The Waste4Future project is developing a sensor suite for sorting facilities that, among other things, can detect black waste particles. The intelligent combination of different sensors in the sensor suite, including infrared and terahertz sensors, determines the most accurate possible detection of material classification parameters as well as the degree of degradation of the sample. The degree of aging of a sample is relevant when assessing whether and how suitable it is for mechanical recycling. When something is severely damaged, it cannot be recycled mechanically, only chemically. Both properties can be identified using sensor suites. It uses sensor technology, some of which is developed in-house, to detect and cross-connect various physical properties of plastics (optical, thermal, etc.). The data collected is cross-linked and evaluated using machine learning techniques. Sensor suites used to identify waste are installed above conveyor belts in sorting facilities. Compressed air nozzles then sort the sought target materials or unwanted contaminants. Chlorinated plastics, such as polyvinyl chloride (PVC), can be a problem in chemical recycling. Chlorine levels can cause severe corrosion in the systems required for this, especially in chemical recovery. Generally speaking, the purer the plastic, the higher the quality of the recycled material.

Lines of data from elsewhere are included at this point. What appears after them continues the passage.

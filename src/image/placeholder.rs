//! Deterministic placeholder URLs for assets whose fallback chain is exhausted.

use crate::image::sizes::{Dimensions, SizeTable};
use crate::image::AspectRatio;
use percent_encoding::{utf8_percent_encode, NON_ALPHANUMERIC};

const PLACEHOLDER_BASE_URL: &str = "https://placehold.co";
const EXCERPT_CHARS: usize = 60;

/// Aspect-ratio → placeholder dimensions.
#[derive(Debug, Clone, PartialEq, Eq)]
pub struct PlaceholderTable {
    sizes: SizeTable<Dimensions>,
}

impl PlaceholderTable {
    pub fn new(sizes: SizeTable<Dimensions>) -> Self {
        Self { sizes }
    }

    pub fn dimensions(&self, aspect: AspectRatio) -> Dimensions {
        *self.sizes.lookup(aspect)
    }

    /// Same input always yields the same URL.
    pub fn url_for(&self, description: &str, aspect: AspectRatio) -> String {
        let dims = self.dimensions(aspect);
        format!(
            "{}/{}x{}?text={}",
            PLACEHOLDER_BASE_URL,
            dims.width,
            dims.height,
            utf8_percent_encode(&excerpt(description), NON_ALPHANUMERIC)
        )
    }
}

impl Default for PlaceholderTable {
    fn default() -> Self {
        Self::new(SizeTable::new(
            vec![
                (AspectRatio::Square, Dimensions::new(800, 800)),
                (AspectRatio::Landscape, Dimensions::new(1280, 720)),
                (AspectRatio::Portrait, Dimensions::new(720, 1280)),
                (AspectRatio::Standard, Dimensions::new(1024, 768)),
                (AspectRatio::Wide, Dimensions::new(1680, 720)),
            ],
            Dimensions::new(800, 800),
        ))
    }
}

fn excerpt(description: &str) -> String {
    let trimmed = description.trim();
    if trimmed.is_empty() {
        return "Image".to_string();
    }
    trimmed.chars().take(EXCERPT_CHARS).collect::<String>().trim_end().to_string()
}
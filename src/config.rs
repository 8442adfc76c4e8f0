//! Configuration System
//!
//! Loosely-typed settings from defaults, an optional TOML file and `PAGEWRIGHT__*`
//! environment variables. Everything is validated once here and turned into the typed
//! parts a run needs (text backend, image chain, synthesizer, orchestrator).

use crate::error::ConfigError;
use crate::image::{ChainPolicy, FallbackChain, ImageProvider, PlaceholderTable};
use crate::logging::{self, LoggingConfig};
use crate::pipeline::StageOrchestrator;
use crate::provider::{ModelProvider, ProviderConfig};
use crate::request::{Credentials, GenerationRequest, ImageSettings, PageConfig};
use crate::skeleton::ProviderSkeletonGenerator;
use crate::synthesis::AssetSynthesizer;
use serde::{Deserialize, Serialize};
use std::collections::BTreeMap;
use std::fmt;
use std::sync::Arc;
use std::time::Duration;

mod loader;

pub use loader::{ConfigLoader, ENV_PREFIX, ENV_SEPARATOR};

/// Root configuration structure
#[derive(Debug, Clone, Serialize, Deserialize)]
pub struct PipelineConfig {
    /// Text backend for skeleton generation
    #[serde(default = "default_text")]
    pub text: ProviderConfig,

    #[serde(default)]
    pub images: ImageConfig,

    /// Default page settings applied to requests built from this config
    #[serde(default)]
    pub page: PageConfig,

    #[serde(default)]
    pub logging: LoggingConfig,
}

fn default_text() -> ProviderConfig {
    ProviderConfig {
        provider_type: "openai".to_string(),
        model: "gpt-4o".to_string(),
        api_key: None,
        endpoint: None,
    }
}

impl Default for PipelineConfig {
    fn default() -> Self {
        Self {
            text: default_text(),
            images: ImageConfig::default(),
            page: PageConfig::default(),
            logging: LoggingConfig::default(),
        }
    }
}

/// Image chain configuration
#[derive(Debug, Clone, Serialize, Deserialize)]
pub struct ImageConfig {
    /// Provider attempted first for every asset
    #[serde(default = "default_preferred")]
    pub preferred: String,

    /// Fallback order after the preferred provider
    #[serde(default = "default_priority")]
    pub priority: Vec<String>,

    /// Assets resolved at once; 0 means no limit
    #[serde(default = "default_max_concurrency")]
    pub max_concurrency: usize,

    /// Per-attempt timeout in seconds
    #[serde(default = "default_attempt_timeout_secs")]
    pub attempt_timeout_secs: u64,

    /// Check generated Pollinations URLs before accepting them
    #[serde(default)]
    pub verify_urls: bool,

    /// API keys by provider name
    #[serde(default)]
    pub credentials: BTreeMap<String, String>,
}

fn default_preferred() -> String {
    ImageProvider::Pollinations.as_str().to_string()
}

fn default_priority() -> Vec<String> {
    ImageProvider::DEFAULT_PRIORITY
        .iter()
        .map(|p| p.as_str().to_string())
        .collect()
}

fn default_max_concurrency() -> usize {
    AssetSynthesizer::DEFAULT_MAX_CONCURRENCY
}

fn default_attempt_timeout_secs() -> u64 {
    ChainPolicy::DEFAULT_ATTEMPT_TIMEOUT.as_secs()
}

impl Default for ImageConfig {
    fn default() -> Self {
        Self {
            preferred: default_preferred(),
            priority: default_priority(),
            max_concurrency: default_max_concurrency(),
            attempt_timeout_secs: default_attempt_timeout_secs(),
            verify_urls: false,
            credentials: BTreeMap::new(),
        }
    }
}

impl ImageConfig {
    pub fn preferred_provider(&self) -> Result<ImageProvider, ConfigError> {
        self.preferred.parse().map_err(ConfigError::Invalid)
    }

    pub fn priority_order(&self) -> Result<Vec<ImageProvider>, ConfigError> {
        self.priority
            .iter()
            .map(|name| name.parse::<ImageProvider>().map_err(ConfigError::Invalid))
            .collect()
    }

    pub fn attempt_timeout(&self) -> Result<Duration, ConfigError> {
        if self.attempt_timeout_secs == 0 {
            return Err(ConfigError::Invalid(
                "images.attempt_timeout_secs must be greater than zero".to_string(),
            ));
        }
        Ok(Duration::from_secs(self.attempt_timeout_secs))
    }

    /// Unknown provider names are rejected; blank keys are dropped.
    pub fn credentials(&self) -> Result<Credentials, ConfigError> {
        let mut credentials = Credentials::new();
        for (name, key) in &self.credentials {
            let provider: ImageProvider = name.parse().map_err(ConfigError::Invalid)?;
            credentials.insert(provider, key.clone());
        }
        Ok(credentials)
    }

    pub fn settings(&self) -> Result<ImageSettings, ConfigError> {
        Ok(ImageSettings {
            preferred: self.preferred_provider()?,
            credentials: self.credentials()?,
        })
    }

    pub fn chain_policy(&self) -> Result<ChainPolicy, ConfigError> {
        Ok(ChainPolicy::new(
            self.priority_order()?,
            PlaceholderTable::default(),
            self.attempt_timeout()?,
        ))
    }

    /// Synthesizer over the four built-in HTTP backends.
    pub fn build_synthesizer(&self) -> Result<AssetSynthesizer, ConfigError> {
        let chain = FallbackChain::standard(self.chain_policy()?, self.verify_urls)
            .map_err(|e| ConfigError::Invalid(format!("Failed to build image HTTP client: {}", e)))?;
        Ok(AssetSynthesizer::new(chain, self.max_concurrency))
    }

    fn validate(&self) -> Result<(), String> {
        self.preferred_provider().map_err(|e| e.to_string())?;
        self.priority_order().map_err(|e| e.to_string())?;
        self.attempt_timeout().map_err(|e| e.to_string())?;
        self.credentials().map_err(|e| e.to_string())?;
        Ok(())
    }
}

/// Configuration validation errors
#[derive(Debug, Clone, PartialEq, Eq)]
pub enum ValidationError {
    Text(String),
    Images(String),
    Logging(String),
}

impl fmt::Display for ValidationError {
    fn fmt(&self, f: &mut fmt::Formatter<'_>) -> fmt::Result {
        match self {
            ValidationError::Text(msg) => write!(f, "text: {}", msg),
            ValidationError::Images(msg) => write!(f, "images: {}", msg),
            ValidationError::Logging(msg) => write!(f, "logging: {}", msg),
        }
    }
}

impl std::error::Error for ValidationError {}

impl PipelineConfig {
    /// Validate the entire configuration
    pub fn validate(&self) -> Result<(), Vec<ValidationError>> {
        let mut errors = Vec::new();

        if let Err(e) = self.text.to_model_provider() {
            errors.push(ValidationError::Text(e.to_string()));
        }
        if let Err(e) = self.images.validate() {
            errors.push(ValidationError::Images(e));
        }
        if let Err(e) = logging::validate(&self.logging) {
            errors.push(ValidationError::Logging(e.to_string()));
        }

        if errors.is_empty() {
            Ok(())
        } else {
            Err(errors)
        }
    }

    /// Like [`validate`](Self::validate), folded into a single error.
    pub fn ensure_valid(&self) -> Result<(), ConfigError> {
        self.validate().map_err(|errors| {
            let messages: Vec<String> = errors.iter().map(ToString::to_string).collect();
            ConfigError::Invalid(format!(
                "Configuration validation failed:\n{}",
                messages.join("\n")
            ))
        })
    }

    /// Render as TOML, in the layout [`ConfigLoader`] reads back.
    pub fn to_toml_string(&self) -> Result<String, ConfigError> {
        toml::to_string_pretty(self)
            .map_err(|e| ConfigError::Invalid(format!("Failed to serialize config: {}", e)))
    }

    pub fn text_provider(&self) -> Result<ModelProvider, ConfigError> {
        self.text
            .to_model_provider()
            .map_err(|e| ConfigError::Invalid(e.to_string()))
    }

    /// Request for `prompt` using the configured backends and page defaults.
    pub fn request(&self, prompt: impl Into<String>) -> Result<GenerationRequest, ConfigError> {
        Ok(GenerationRequest::new(prompt, self.text_provider()?)
            .with_page(self.page.clone())
            .with_images(self.images.settings()?))
    }

    /// Orchestrator with the provider-backed skeleton generator and standard image chain.
    pub fn orchestrator(&self) -> Result<StageOrchestrator, ConfigError> {
        Ok(StageOrchestrator::new(
            Arc::new(ProviderSkeletonGenerator::new()),
            self.images.build_synthesizer()?,
        ))
    }
}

A large amount of data is generated when the sensor detects plastic. The researchers say: “Digital twins help reduce the amount of data to essential core data and pass this into the assessment model we are developing as part of the project, thus transforming previously process-based recycling chains into material-based recycling chain.” Factors such as energy consumption and carbon footprint are taken into account in this process. A combination of innovative sorting technologies, digital twins, machine learning and assessment models dynamically adapt to specific quantities of waste the recycling routes that make the most sense from a technical, ecological and financial perspective. The assessment model calculates the environmental impact and provides information on how much energy is required to produce a ton of new plastic. Compare this energy consumption to the energy required for energy recovery. The assessment model analyzes the various options for recycling plastic to allow for a true comparison.

Those involved in the project are investigating potential mechanical (melt extrusion, solvent-based purification and fractionation) and chemical (dissolution, pyrolysis, gasification) recycling processes and testing their suitability for different compositions of plastic waste. By the end of the project in December 2024, it will be possible to compare components made of old plastic with new materials.

© Holger Jacoby

Close-up of demo model: Here sensors and compressed air nozzles are used to sort plastics of different colors and compositions

Circular economy instead of energy recovery

"A sustainable society with climate-neutral processes requires a significant adjustment of the value chain, which can only be achieved through innovation. As part of this project, we are following up on this issue to develop the best possible recycling routes as well as the best The sorting process, taking into account both financial and ecological factors, thus contributes to a significant reduction in carbon emissions compared to energy recovery and enables a high degree of recycling of carbon-containing waste,” says the physicist.